Nick Reynolds, social media manager for Pinball Pete’s and the son of owner Mike Reynolds, said being closed for the majority of the year took a huge financial toll.

“We went through that whole period of time still paying for rent, utilities and taxes with absolutely no foot traffic. We kept up with everything that we could,” Reynolds said. “We determined our only real option was to ask the community to lend us a hand.”

The GoFundMe campaign launched by Pinball Pete’s on Christmas has so far earned $97,500 of its $125,000 goal. There has been an outpouring of support on social media, and comments left by donors on the GoFundMe page weave a thread of warm nostalgic tales.
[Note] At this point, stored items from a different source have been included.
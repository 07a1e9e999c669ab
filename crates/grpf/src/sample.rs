//! Random rational functions with known zeros and poles (replay tokens).
//!
//! Purpose
//! - Deterministic test inputs for the solver: every draw carries its own
//!   ground truth, so tests, benchmarks and the CLI can check recovered
//!   roots against it.
//!
//! Model
//! - `f(z) = scale · Π (z − a_k)^{m_k}` with `a_k` uniform in a disk,
//!   pairwise at least `min_separation` apart, and `m_k ≠ 0`.
//! - Determinism uses a replay token `(seed, index)` mixed into a single RNG.

use rand::rngs::StdRng;
use rand::{Rng, SeedableRng};

use crate::C64;

/// Factor count distribution.
#[derive(Clone, Copy, Debug)]
pub enum FactorCount {
    Fixed(usize),
    Uniform { min: usize, max: usize },
}
impl FactorCount {
    fn sample<R: Rng>(&self, rng: &mut R) -> usize {
        match *self {
            FactorCount::Fixed(n) => n.max(1),
            FactorCount::Uniform { min, max } => {
                let lo = min.max(1);
                let hi = max.max(lo);
                rng.gen_range(lo..=hi)
            }
        }
    }
}

/// Sampler configuration.
#[derive(Clone, Copy, Debug)]
pub struct RationalCfg {
    pub factor_count: FactorCount,
    pub centre: C64,
    /// Singularities are drawn uniformly (by area) in this disk.
    pub radius: f64,
    pub min_separation: f64,
    /// Largest `|m_k|`; magnitudes are uniform in `1..=max_order`.
    pub max_order: u32,
    /// Probability that a factor is a pole.
    pub pole_probability: f64,
    /// Rejection attempts per factor before giving up on a draw.
    pub max_attempts: usize,
}
impl Default for RationalCfg {
    fn default() -> Self {
        Self {
            factor_count: FactorCount::Uniform { min: 1, max: 4 },
            centre: C64::new(0.0, 0.0),
            radius: 0.6,
            min_separation: 0.3,
            max_order: 2,
            pole_probability: 0.4,
            max_attempts: 1000,
        }
    }
}

/// Replay token to make draws reproducible and indexable.
#[derive(Clone, Copy, Debug, PartialEq, Eq, Hash)]
pub struct ReplayToken {
    pub seed: u64,
    pub index: u64,
}
impl ReplayToken {
    #[inline]
    fn to_std_rng(self) -> StdRng {
        // SplitMix64 finalizer.
        fn mix(mut x: u64) -> u64 {
            x ^= x >> 30;
            x = x.wrapping_mul(0xbf58476d1ce4e5b9);
            x ^= x >> 27;
            x = x.wrapping_mul(0x94d049bb133111eb);
            x ^ (x >> 31)
        }
        let k = mix(self.seed ^ mix(self.index.wrapping_add(0x9e3779b97f4a7c15)));
        StdRng::seed_from_u64(k)
    }
}

/// `scale · Π (z − a_k)^{m_k}`.
#[derive(Clone, Debug, PartialEq)]
pub struct RationalFn {
    pub scale: C64,
    pub factors: Vec<(C64, i32)>,
}

impl RationalFn {
    pub fn new(scale: C64, factors: Vec<(C64, i32)>) -> Self {
        Self { scale, factors }
    }

    /// Evaluate by repeated multiplication / division; exactly at a pole the
    /// result is non-finite.
    pub fn eval(&self, z: C64) -> C64 {
        let mut v = self.scale;
        for &(a, m) in &self.factors {
            let d = z - a;
            for _ in 0..m.unsigned_abs() {
                if m > 0 {
                    v *= d;
                } else {
                    v /= d;
                }
            }
        }
        v
    }

    pub fn zeros(&self) -> impl Iterator<Item = (C64, i32)> + '_ {
        self.factors.iter().copied().filter(|&(_, m)| m > 0)
    }
    pub fn poles(&self) -> impl Iterator<Item = (C64, i32)> + '_ {
        self.factors.iter().copied().filter(|&(_, m)| m < 0)
    }

    /// Net order (zeros minus poles, with multiplicity).
    pub fn net_order(&self) -> i32 {
        self.factors.iter().map(|&(_, m)| m).sum()
    }
}

/// Draw a rational function with separated singularities.
///
/// Returns `None` if the disk cannot host the requested number of factors
/// at the configured separation within `max_attempts` tries per factor.
pub fn draw_rational(cfg: RationalCfg, tok: ReplayToken) -> Option<RationalFn> {
    let mut rng = tok.to_std_rng();
    let n = cfg.factor_count.sample(&mut rng);
    let max_order = cfg.max_order.max(1) as i32;
    let pole_p = cfg.pole_probability.clamp(0.0, 1.0);
    let mut factors: Vec<(C64, i32)> = Vec::with_capacity(n);
    for _ in 0..n {
        let mut placed = false;
        for _ in 0..cfg.max_attempts.max(1) {
            let r = cfg.radius * rng.gen::<f64>().sqrt();
            let th = rng.gen::<f64>() * std::f64::consts::TAU;
            let a = cfg.centre + C64::from_polar(r, th);
            if factors.iter().all(|&(b, _)| (a - b).norm() >= cfg.min_separation) {
                let magnitude = rng.gen_range(1..=max_order);
                let m = if rng.gen_bool(pole_p) { -magnitude } else { magnitude };
                factors.push((a, m));
                placed = true;
                break;
            }
        }
        if !placed {
            return None;
        }
    }
    Some(RationalFn::new(C64::new(1.0, 0.0), factors))
}

#[cfg(test)]
mod tests {
    use super::*;

    #[test]
    fn replay_is_deterministic_and_indexed() {
        let cfg = RationalCfg::default();
        let a = draw_rational(cfg, ReplayToken { seed: 7, index: 3 }).unwrap();
        let b = draw_rational(cfg, ReplayToken { seed: 7, index: 3 }).unwrap();
        let c = draw_rational(cfg, ReplayToken { seed: 7, index: 4 }).unwrap();
        assert_eq!(a, b);
        assert_ne!(a, c);
    }

    #[test]
    fn draws_respect_disk_separation_and_orders() {
        let cfg = RationalCfg::default();
        for index in 0..64 {
            let r = draw_rational(cfg, ReplayToken { seed: 1, index }).unwrap();
            assert!((1..=4).contains(&r.factors.len()));
            for (i, &(a, m)) in r.factors.iter().enumerate() {
                assert!(a.norm() <= cfg.radius + 1e-12);
                assert!(m != 0 && m.abs() <= 2);
                for &(b, _) in &r.factors[i + 1..] {
                    assert!((a - b).norm() >= cfg.min_separation);
                }
            }
            assert_eq!(r.zeros().count() + r.poles().count(), r.factors.len());
        }
    }

    #[test]
    fn impossible_packing_gives_none() {
        let cfg = RationalCfg {
            factor_count: FactorCount::Fixed(3),
            radius: 0.1,
            min_separation: 1.0,
            max_attempts: 50,
            ..RationalCfg::default()
        };
        assert!(draw_rational(cfg, ReplayToken { seed: 0, index: 0 }).is_none());
    }

    #[test]
    fn eval_matches_closed_form() {
        let r = RationalFn::new(
            C64::new(2.0, 0.0),
            vec![(C64::new(1.0, 0.0), 2), (C64::new(0.0, 1.0), -1)],
        );
        let z = C64::new(0.5, -0.25);
        let expect = C64::new(2.0, 0.0) * (z - 1.0) * (z - 1.0) / (z - C64::new(0.0, 1.0));
        assert!((r.eval(z) - expect).norm() < 1e-12);
        assert_eq!(r.net_order(), 1);
        assert!(!r.eval(C64::new(0.0, 1.0)).re.is_finite());
    }
}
“It's where my wife and I have our annual air hockey match. Without that event, how will we decide who has to buy the cookies across the street?” Craig Maddox commented. “Friends, the fate of our cookies — and my marriage — depends on Pete's. Please donate.”

Other donors used the comment section to give tongue-in-cheek apologies for the times they showed up to Pinball Pete’s after having perhaps a little bit too much to drink.

“I snuck in here just to use the bathroom once while waiting in the Rick's line. This donation is also my apology,” wrote Emily Levy.

“I have donated $25 twice now as an apology for some questionable behavior, which got me kicked out of the East Lansing Pinball Pete's,” Danielle Arias commented.

Reynolds said the overwhelmingly positive response to the campaign has lifted spirits and alleviated some of the stress for him and the rest of the Pinball Pete’s crew.

“I can’t put into the words the impact it’s had on my family, and the way it’s made everybody in the business feel,” Reynolds said.

Pinball Pete’s in East Lansing is currently open with limited hours, capacity limits and social distancing guidelines. Reynolds said asides from a donation, coming down to the arcade, respecting the rules and enjoying some classic games is a great way to help Pinball Pete’s keep its neon lights on.